[Dataset entries]
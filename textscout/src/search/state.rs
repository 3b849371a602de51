use parking_lot::Mutex;
use std::sync::atomic::{AtomicBool, Ordering};

use crate::file::FileHandle;

/// Progress as seen by the coordinator
#[derive(Debug, Clone, Default)]
pub(crate) struct ProgressSnapshot {
    pub current_file: Option<FileHandle>,
    pub scanned: usize,
}

/// State shared between the workers, the progress coordinator and the engine for one scan.
///
/// The current file and the scanned counter move together under one lock. The flags are
/// independent: `fatal` stops workers from taking new batches, `group_cancelled` is how the
/// coordinator stops in-flight work, and `caller_cancelled` remembers that the caller asked.
#[derive(Debug)]
pub(crate) struct ScanState {
    files_to_scan: usize,
    progress: Mutex<ProgressSnapshot>,
    fatal: AtomicBool,
    group_cancelled: AtomicBool,
    caller_cancelled: AtomicBool,
}

impl ScanState {
    pub fn new(files_to_scan: usize) -> Self {
        Self {
            files_to_scan,
            progress: Mutex::new(ProgressSnapshot::default()),
            fatal: AtomicBool::new(false),
            group_cancelled: AtomicBool::new(false),
            caller_cancelled: AtomicBool::new(false),
        }
    }

    pub fn files_to_scan(&self) -> usize {
        self.files_to_scan
    }

    /// Marks `file` as current and counts `files` more files as scanned
    pub fn record_batch(&self, file: &FileHandle, files: usize) {
        let mut progress = self.progress.lock();
        progress.current_file = Some(file.clone());
        progress.scanned += files;
    }

    pub fn snapshot(&self) -> ProgressSnapshot {
        self.progress.lock().clone()
    }

    pub fn scanned(&self) -> usize {
        self.progress.lock().scanned
    }

    pub fn is_fatal(&self) -> bool {
        self.fatal.load(Ordering::Acquire)
    }

    pub fn set_fatal(&self) {
        self.fatal.store(true, Ordering::Release);
    }

    pub fn cancel_group(&self) {
        self.group_cancelled.store(true, Ordering::Release);
    }

    pub fn is_group_cancelled(&self) -> bool {
        self.group_cancelled.load(Ordering::Acquire)
    }

    pub fn mark_caller_cancelled(&self) {
        self.caller_cancelled.store(true, Ordering::Release);
    }

    pub fn caller_cancelled(&self) -> bool {
        self.caller_cancelled.load(Ordering::Acquire)
    }
}
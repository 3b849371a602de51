use crate::errors::SearchResult;
use crate::file::FileHandle;
use crate::search::matcher::MatchRecord;

/// Receives the results of a search as they are found.
///
/// When [`MatchCollector::can_run_in_parallel`] returns `true` the engine calls the
/// collector from several worker threads at once. Otherwise every call comes from one
/// worker.
pub trait MatchCollector: Send + Sync {
    /// Called once before any file is visited.
    fn begin_reporting(&self) {}

    /// Called once after the search finished, was cancelled or aborted.
    fn end_reporting(&self) {}

    /// Whether `file` should be searched. Declined files are skipped.
    fn accept_file(&self, _file: &FileHandle) -> SearchResult<bool> {
        Ok(true)
    }

    /// Offers one match; `Ok(false)` asks for no further matches in this file.
    fn accept_pattern_match(&self, _record: &MatchRecord) -> SearchResult<bool> {
        Ok(true)
    }

    /// Whether a file that looks binary should still be searched.
    fn report_binary_file(&self, _file: &FileHandle) -> bool {
        false
    }

    /// No more matches will be offered for `file` in this search.
    fn flush_matches(&self, _file: &FileHandle) {}

    fn can_run_in_parallel(&self) -> bool {
        false
    }
}
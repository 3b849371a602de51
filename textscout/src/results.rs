/// Aggregated outcome of one search.
///
/// A search never fails as a whole because of one file. Instead each problem becomes a
/// [`StatusEntry`] and the search carries on; the caller receives a [`SearchStatus`] that
/// combines every entry with the terminal [`ScanOutcome`]:
///
/// ```rust,ignore
/// let status = engine.search(&files, Some(&monitor));
/// match status.outcome() {
///     ScanOutcome::Completed => report_problems(status.entries()),
///     ScanOutcome::Cancelled => show("search cancelled"),
///     ScanOutcome::FatalAborted => show(status.fatal_entries().next()),
/// }
/// ```
///
/// Cancellation is deliberately not an entry: it is a terminal state the caller can
/// distinguish from "completed with errors".
use std::fmt;

use crate::errors::SearchError;

/// Severity of a status entry, ordered from least to most severe.
#[derive(Debug, Clone, Copy, PartialEq, Eq, PartialOrd, Ord, Hash)]
pub enum Severity {
    Ok,
    Info,
    Warning,
    Error,
    Cancel,
}

/// How a search ended.
#[derive(Debug, Clone, Copy, PartialEq, Eq, Default)]
pub enum ScanOutcome {
    /// Every batch was drained without a fatal error.
    #[default]
    Completed,
    /// The caller cancelled the search.
    Cancelled,
    /// A fatal error stopped the workers from taking further batches.
    FatalAborted,
}

/// One problem recorded during a search
#[derive(Debug)]
pub struct StatusEntry {
    severity: Severity,
    message: String,
    cause: Option<SearchError>,
}

impl StatusEntry {
    pub fn new(severity: Severity, message: impl Into<String>, cause: Option<SearchError>) -> Self {
        Self {
            severity,
            message: message.into(),
            cause,
        }
    }

    /// An error entry caused by `cause`.
    pub fn error(message: impl Into<String>, cause: SearchError) -> Self {
        Self::new(Severity::Error, message, Some(cause))
    }

    pub fn severity(&self) -> Severity {
        self.severity
    }

    pub fn message(&self) -> &str {
        &self.message
    }

    pub fn cause(&self) -> Option<&SearchError> {
        self.cause.as_ref()
    }

    /// True when this entry stopped the whole search.
    pub fn is_fatal(&self) -> bool {
        self.cause.as_ref().is_some_and(SearchError::is_fatal)
    }
}

impl fmt::Display for StatusEntry {
    fn fmt(&self, f: &mut fmt::Formatter<'_>) -> fmt::Result {
        f.write_str(&self.message)
    }
}

/// Represents the complete outcome of a search
#[derive(Debug, Default)]
pub struct SearchStatus {
    entries: Vec<StatusEntry>,
    outcome: ScanOutcome,
    /// Total number of files handed to the search
    pub files_to_scan: usize,
    /// Number of files whose batch finished, successfully or not
    pub files_scanned: usize,
}

impl SearchStatus {
    /// Creates a new empty, successful status
    pub fn new() -> Self {
        Default::default()
    }

    /// Adds an entry. `Ok` entries carry no information and are dropped.
    pub fn add(&mut self, entry: StatusEntry) {
        if entry.severity != Severity::Ok {
            self.entries.push(entry);
        }
    }

    /// Merges the entries of another status into this one
    pub fn merge(&mut self, other: SearchStatus) {
        self.extend(other.entries);
        self.files_to_scan += other.files_to_scan;
        self.files_scanned += other.files_scanned;
        if other.outcome != ScanOutcome::Completed && self.outcome == ScanOutcome::Completed {
            self.outcome = other.outcome;
        }
    }

    pub fn extend(&mut self, entries: impl IntoIterator<Item = StatusEntry>) {
        for entry in entries {
            self.add(entry);
        }
    }

    pub fn set_outcome(&mut self, outcome: ScanOutcome) {
        self.outcome = outcome;
    }

    pub fn outcome(&self) -> ScanOutcome {
        self.outcome
    }

    pub fn entries(&self) -> &[StatusEntry] {
        &self.entries
    }

    pub fn fatal_entries(&self) -> impl Iterator<Item = &StatusEntry> {
        self.entries.iter().filter(|e| e.is_fatal())
    }

    /// Overall severity: `Cancel` for cancelled searches, otherwise the most severe entry.
    pub fn severity(&self) -> Severity {
        if self.outcome == ScanOutcome::Cancelled {
            return Severity::Cancel;
        }
        self.entries
            .iter()
            .map(StatusEntry::severity)
            .max()
            .unwrap_or(Severity::Ok)
    }

    pub fn is_ok(&self) -> bool {
        self.severity() == Severity::Ok
    }

    pub fn is_cancelled(&self) -> bool {
        self.outcome == ScanOutcome::Cancelled
    }
}
fn check_binary(op: BOp, lty: &Type, rty: &Type) -> Result<Type, SemaError> {
    use BOp::*;
    match op {
        Add if *lty == Type::Str && *rty == Type::Str => Ok(Type::Str),
        Add | Sub | Mul | Div | Mod | Shl | Shr | BAnd | BOr | BXor => {
            expect_eq(&Type::Int, lty, "left operand")?;
            expect_eq(&Type::Int, rty, "right operand")?;
            Ok(Type::Int)
        }
        Lt | Le | Gt | Ge if *lty == Type::Str && *rty == Type::Str => Ok(Type::Bool),
        Lt | Le | Gt | Ge => {
            expect_eq(&Type::Int, lty, "left operand")?;
            expect_eq(&Type::Int, rty, "right operand")?;
            Ok(Type::Bool)
        }
        Eq | Ne => {
            if lty != rty && !(matches!(lty, Type::Null) || matches!(rty, Type::Null)) {
                return err(format!("cannot compare {lty} with {rty}"));
            }
            Ok(Type::Bool)
        }
        And | Or => {
            expect_eq(&Type::Bool, lty, "left operand")?;
            expect_eq(&Type::Bool, rty, "right operand")?;
            Ok(Type::Bool)
        }
    }
}

#[cfg(test)]
mod tests {
    use super::*;
    use crate::front::parse::parse;

    fn ok(src: &str) {
        let prog = parse(src).unwrap();
        check(&prog).unwrap();
    }

    fn fails(src: &str) {
        let prog = parse(src).unwrap();
        assert!(check(&prog).is_err());
    }

    #[test]
    fn hello_world_checks() {
        ok(r#"void main() { println("hello"); }"#);
    }

    #[test]
    fn requires_main() {
        fails("void notMain() {}");
    }

    #[test]
    fn rejects_type_mismatch() {
        fails("void main() { int x = true; }");
    }

    #[test]
    fn rejects_break_outside_loop() {
        fails("void main() { break; }");
    }

    #[test]
    fn allows_break_in_while() {
        ok("void main() { while (true) { break; } }");
    }

    #[test]
    fn class_field_and_method_resolve() {
        ok(r#"
            class P {
                int x;
                P(int v) { x = v; }
                int getX() { return x; }
            }
            void main() {
                P p = new P(3);
                printlnInt(p.getX());
            }
        "#);
    }

    #[test]
    fn null_assignable_to_class_and_array() {
        ok(r#"
            class P { int x; }
            void main() {
                P p = null;
                int[] a = null;
            }
        "#);
    }

    #[test]
    fn string_concat_and_length() {
        ok(r#"
            void main() {
                string s = "a" + "b";
                printlnInt(s.length());
            }
        "#);
    }

    #[test]
    fn string_builtin_methods_resolve() {
        ok(r#"
            void main() {
                string s = "hello";
                string sub = s.substring(1, 3);
                int n = sub.parseInt();
                int c = s.ord(0);
            }
        "#);
    }

    #[test]
    fn string_relational_operators_typecheck() {
        ok(r#"
            void main() {
                string a = "abc";
                string b = "abd";
                bool r = a < b && a <= b && a > b && a >= b;
            }
        "#);
    }
}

-- Directions for this task --
After locating the line containing "int c = s.ord(0);", write out that line and all remaining lines of the records exactly, with nothing added.

-- Response below --
                int c = s.ord(0);
            }
        "#);
    }

    #[test]
    fn string_relational_operators_typecheck() {
        ok(r#"
            void main() {
                string a = "abc";
                string b = "abd";
                bool r = a < b && a <= b && a > b && a >= b;
            }
        "#);
    }
}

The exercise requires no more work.